Required action ▸ Copy the records below verbatim, from the first line through the line containing "the command line.", inclusive, and output nothing else.

Records ▸

╔══

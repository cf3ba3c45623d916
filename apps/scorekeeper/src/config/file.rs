//! JSON game configuration file.
//!
//! ```json
//! {
//!   "players": ["Ann", "Bo", "Cy"],
//!   "max_hand": 7,
//!   "min_hand": 2
//! }
//! ```
//!
//! or with an explicit schedule:
//!
//! ```json
//! { "schedule": [5, 4, 3, 4, 5], "total_rounds": 5 }
//! ```

use std::fs;
use std::path::Path;

use serde::{Deserialize, Serialize};

use super::schedule::ScheduleSettings;
use crate::errors::ConfigError;

#[derive(Debug, Clone, Default, PartialEq, Eq, Serialize, Deserialize)]
pub struct FileConfig {
    /// Default roster, used when no names are given on the command line.
    #[serde(default, skip_serializing_if = "Option::is_none")]
    pub players: Option<Vec<String>>,

    #[serde(flatten)]
    pub schedule: ScheduleSettings,
}

impl FileConfig {
    pub fn load(path: &Path) -> Result<Self, ConfigError> {
        let raw = fs::read_to_string(path).map_err(|e| ConfigError::File {
            path: path.display().to_string(),
            detail: e.to_string(),
        })?;
        Self::from_json(&raw).map_err(|e| match e {
            ConfigError::File { detail, .. } => ConfigError::File {
                path: path.display().to_string(),
                detail,
            },
            other => other,
        })
    }

    pub fn from_json(raw: &str) -> Result<Self, ConfigError> {
        serde_json::from_str(raw).map_err(|e| ConfigError::File {
            path: "<inline>".to_string(),
            detail: e.to_string(),
        })
    }
}
//! Scorekeeper test support utilities
//!
//! Logging initialization shared by the integration test binaries, and
//! builders for scripted CLI input.

pub mod logging;
pub mod script;
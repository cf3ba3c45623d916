use std::env;
use std::str::FromStr;

use serde::{Deserialize, Serialize};

use crate::domain::rules::{RoundSchedule, DEFAULT_MAX_HAND, DEFAULT_MIN_HAND};
use crate::errors::ConfigError;

pub const ENV_MAX_HAND: &str = "GUESSING_MAX_HAND";
pub const ENV_MIN_HAND: &str = "GUESSING_MIN_HAND";
pub const ENV_SCHEDULE: &str = "GUESSING_SCHEDULE";
pub const ENV_TOTAL_ROUNDS: &str = "GUESSING_TOTAL_ROUNDS";

/// Round schedule settings from one configuration layer.
///
/// A layer either describes an up-and-down range (`max_hand`/`min_hand`) or
/// an explicit `schedule`, optionally with the `total_rounds` it is expected
/// to have. Unset fields defer to earlier layers.
#[derive(Debug, Clone, Default, PartialEq, Eq, Serialize, Deserialize)]
#[serde(default)]
pub struct ScheduleSettings {
    #[serde(skip_serializing_if = "Option::is_none")]
    pub max_hand: Option<u8>,
    #[serde(skip_serializing_if = "Option::is_none")]
    pub min_hand: Option<u8>,
    #[serde(skip_serializing_if = "Option::is_none")]
    pub schedule: Option<Vec<u8>>,
    #[serde(skip_serializing_if = "Option::is_none")]
    pub total_rounds: Option<usize>,
}

impl ScheduleSettings {
    /// Read the `GUESSING_*` environment variables.
    pub fn from_env() -> Result<Self, ConfigError> {
        Self::from_lookup(|name| env::var(name).ok())
    }

    /// Same as [`from_env`](Self::from_env) with an injectable lookup.
    pub fn from_lookup<F>(lookup: F) -> Result<Self, ConfigError>
    where
        F: Fn(&str) -> Option<String>,
    {
        let schedule = match lookup(ENV_SCHEDULE) {
            Some(raw) if !raw.trim().is_empty() => Some(parse_list(ENV_SCHEDULE, &raw)?),
            _ => None,
        };
        Ok(Self {
            max_hand: parse_var(&lookup, ENV_MAX_HAND)?,
            min_hand: parse_var(&lookup, ENV_MIN_HAND)?,
            schedule,
            total_rounds: parse_var(&lookup, ENV_TOTAL_ROUNDS)?,
        })
    }

    /// Layer `other` on top of `self`.
    ///
    /// A layer that names a range replaces an earlier explicit schedule and
    /// vice versa, so the most recent layer always decides the shape.
    pub fn overlay(self, other: Self) -> Self {
        let mut merged = self;
        if other.schedule.is_some() {
            merged.max_hand = None;
            merged.min_hand = None;
            merged.total_rounds = None;
            merged.schedule = other.schedule;
        }
        if other.max_hand.is_some() || other.min_hand.is_some() {
            merged.schedule = None;
            merged.total_rounds = None;
            merged.max_hand = other.max_hand.or(merged.max_hand);
            merged.min_hand = other.min_hand.or(merged.min_hand);
        }
        if other.total_rounds.is_some() {
            merged.total_rounds = other.total_rounds;
        }
        merged
    }

    /// Build the schedule, failing fast on any inconsistency.
    pub fn build(&self) -> Result<RoundSchedule, ConfigError> {
        if let Some(targets) = &self.schedule {
            let declared = self.total_rounds.unwrap_or(targets.len());
            return RoundSchedule::from_sequence(targets.clone(), declared);
        }

        let schedule = RoundSchedule::up_and_down(
            self.max_hand.unwrap_or(DEFAULT_MAX_HAND),
            self.min_hand.unwrap_or(DEFAULT_MIN_HAND),
        )?;
        match self.total_rounds {
            Some(declared) if declared != schedule.total_rounds() => {
                Err(ConfigError::LengthMismatch {
                    declared,
                    actual: schedule.total_rounds(),
                })
            }
            _ => Ok(schedule),
        }
    }
}

fn parse_var<T, F>(lookup: &F, name: &'static str) -> Result<Option<T>, ConfigError>
where
    T: FromStr,
    F: Fn(&str) -> Option<String>,
{
    match lookup(name) {
        Some(raw) if !raw.trim().is_empty() => raw.trim().parse::<T>().map(Some).map_err(|_| {
            ConfigError::Env {
                var: name,
                detail: format!("expected a non-negative integer, got {raw:?}"),
            }
        }),
        _ => Ok(None),
    }
}

fn parse_list(name: &'static str, raw: &str) -> Result<Vec<u8>, ConfigError> {
    raw.split(',')
        .map(|part| {
            part.trim().parse::<u8>().map_err(|_| ConfigError::Env {
                var: name,
                detail: format!("expected comma-separated hand sizes, got {raw:?}"),
            })
        })
        .collect()
}
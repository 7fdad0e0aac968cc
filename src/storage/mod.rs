//! Storage module for persisting site histories
//!
//! This module handles all database operations, including:
//! - SQLite database initialization and schema management
//! - Append-only snapshot history per site
//! - Run tracking with the hash of the configuration used

mod schema;
mod sqlite;
mod traits;

pub use sqlite::SqliteStorage;
pub use traits::{RunLog, SnapshotStore, StorageError, StorageResult};

/// Represents a crawl run
#[derive(Debug, Clone)]
pub struct RunRecord {
    pub id: i64,
    pub started_at: String,
    pub finished_at: Option<String>,
    pub config_hash: String,
    pub status: RunStatus,
}

/// Status of a crawl run
#[derive(Debug, Clone, Copy, PartialEq, Eq)]
pub enum RunStatus {
    Running,
    Completed,
    Failed,
}

impl RunStatus {
    pub fn to_db_string(&self) -> &'static str {
        match self {
            Self::Running => "running",
            Self::Completed => "completed",
            Self::Failed => "failed",
        }
    }

    pub fn from_db_string(s: &str) -> Option<Self> {
        match s {
            "running" => Some(Self::Running),
            "completed" => Some(Self::Completed),
            "failed" => Some(Self::Failed),
            _ => None,
        }
    }
}

#[cfg(test)]
mod tests {
    use super::*;

    #[test]
    fn test_run_status_roundtrip() {
        for status in &[RunStatus::Running, RunStatus::Completed, RunStatus::Failed] {
            let db_str = status.to_db_string();
            assert_eq!(Some(*status), RunStatus::from_db_string(db_str));
        }
    }

    #[test]
    fn test_run_status_invalid() {
        assert_eq!(RunStatus::from_db_string("interrupted"), None);
    }
}
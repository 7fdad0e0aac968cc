//! Wordwatch: a front-page word-use tracker
//!
//! This crate visits a configured set of news front pages, follows the
//! article links found on them one level deep, counts a configured vocabulary
//! of terms, and appends a timestamped snapshot to each site's history.

pub mod config;
pub mod crawler;
pub mod output;
pub mod snapshot;
pub mod state;
pub mod storage;
pub mod url;

use thiserror::Error;

/// Main error type for Wordwatch operations
#[derive(Debug, Error)]
pub enum WordwatchError {
    #[error("Configuration error: {0}")]
    Config(#[from] ConfigError),

    #[error("Fetch error: {0}")]
    Fetch(#[from] crawler::FetchError),

    #[error("HTTP client error: {0}")]
    Reqwest(#[from] reqwest::Error),

    #[error("Storage error: {0}")]
    Storage(#[from] storage::StorageError),

    #[error("URL parse error: {0}")]
    UrlParse(#[from] ::url::ParseError),

    #[error("No <article> blocks found on {url}")]
    StructureMismatch { url: String },

    #[error("Invalid state transition: {from:?} -> {to:?}")]
    InvalidTransition {
        from: state::CrawlState,
        to: state::CrawlState,
    },

    #[error("JSON error: {0}")]
    Json(#[from] serde_json::Error),

    #[error("IO error: {0}")]
    Io(#[from] std::io::Error),
}

/// Configuration-specific errors
#[derive(Debug, Error)]
pub enum ConfigError {
    #[error("Failed to read config file: {0}")]
    Io(#[from] std::io::Error),

    #[error("Failed to parse TOML: {0}")]
    Parse(#[from] toml::de::Error),

    #[error("Validation error: {0}")]
    Validation(String),

    #[error("Invalid URL in config: {0}")]
    InvalidUrl(String),

    #[error("Site entry #{index}: {message}")]
    Site { index: usize, message: String },
}

/// Result type alias for Wordwatch operations
pub type Result<T> = std::result::Result<T, WordwatchError>;

/// Result type alias for configuration operations
pub type ConfigResult<T> = std::result::Result<T, ConfigError>;

// Re-export commonly used types
pub use config::{Config, Site};
pub use crawler::{count_words, tokenize, WordDictionary};
pub use snapshot::{ArticleResult, CrawlSnapshot, PageSnapshot, SiteRecord};
pub use state::CrawlState;
//! Storage traits and error types
//!
//! This module defines the trait interfaces for storage backends and
//! associated error types.

use crate::snapshot::{CrawlSnapshot, SiteRecord};
use crate::storage::{RunRecord, RunStatus};
use chrono::{DateTime, Utc};
use thiserror::Error;

/// Errors that can occur during storage operations
#[derive(Debug, Error)]
pub enum StorageError {
    #[error("Site not found: {0}")]
    SiteNotFound(String),

    #[error("Site already exists: {0}")]
    SiteExists(String),

    #[error("Run not found: {0}")]
    RunNotFound(i64),

    #[error("Invalid timestamp in database: {0}")]
    Timestamp(String),

    #[error("Serialization error: {0}")]
    Serialization(#[from] serde_json::Error),

    #[error("SQLite error: {0}")]
    Sqlite(#[from] rusqlite::Error),
}

/// Result type for storage operations
pub type StorageResult<T> = Result<T, StorageError>;

/// Append-only store of per-site snapshot histories
///
/// This is the only way the crawler reaches persistent state. A site record
/// is created once and then only grows; `updated_at` never moves backwards.
pub trait SnapshotStore {
    /// Returns true if a record for `site` exists
    fn exists(&self, site: &str) -> StorageResult<bool>;

    /// Creates a record together with the snapshots it already holds
    ///
    /// The site row and its history are written in one transaction. Fails
    /// with [`StorageError::SiteExists`] if the site is already stored.
    fn create(&mut self, record: &SiteRecord) -> StorageResult<()>;

    /// Appends a snapshot and advances `updated_at` to `at`
    ///
    /// Both happen in one transaction; a failure leaves the record unchanged.
    fn append_snapshot(
        &mut self,
        site: &str,
        snapshot: &CrawlSnapshot,
        at: DateTime<Utc>,
    ) -> StorageResult<()>;

    /// Time of the last committed snapshot, or None for an unknown site
    fn get_updated_at(&self, site: &str) -> StorageResult<Option<DateTime<Utc>>>;

    /// Loads the full history of a site
    fn load_record(&self, site: &str) -> StorageResult<Option<SiteRecord>>;

    /// Names of all stored sites, sorted
    fn list_sites(&self) -> StorageResult<Vec<String>>;
}

/// Bookkeeping of crawl runs
pub trait RunLog {
    /// Creates a new crawl run
    ///
    /// # Arguments
    ///
    /// * `config_hash` - Hash of the configuration file
    ///
    /// # Returns
    ///
    /// The ID of the newly created run
    fn create_run(&mut self, config_hash: &str) -> StorageResult<i64>;

    /// Gets a run by ID
    fn get_run(&self, run_id: i64) -> StorageResult<RunRecord>;

    /// Gets the most recent run
    fn get_latest_run(&self) -> StorageResult<Option<RunRecord>>;

    /// Marks a run as finished with the given status
    fn finish_run(&mut self, run_id: i64, status: RunStatus) -> StorageResult<()>;
}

╚══

Expected answer ▸
repository cf3ba3c45623d916
filename apps/scorekeeper/src/config/file.rs
//! JSON game configuration file.
//!
//! ```json
//! {
//!   "players": ["Ann", "Bo", "Cy"],
//!   "max_hand": 7,
//!   "min_hand": 2
//! }
//! ```
//!
//! or with an explicit schedule:
//!
//! ```json
//! { "schedule": [5, 4, 3, 4, 5], "total_rounds": 5 }
//! ```

use std::fs;
use std::path::Path;

use serde::{Deserialize, Serialize};

use super::schedule::ScheduleSettings;
use crate::errors::ConfigError;

#[derive(Debug, Clone, Default, PartialEq, Eq, Serialize, Deserialize)]
pub struct FileConfig {
    /// Default roster, used when no names are given on the command line.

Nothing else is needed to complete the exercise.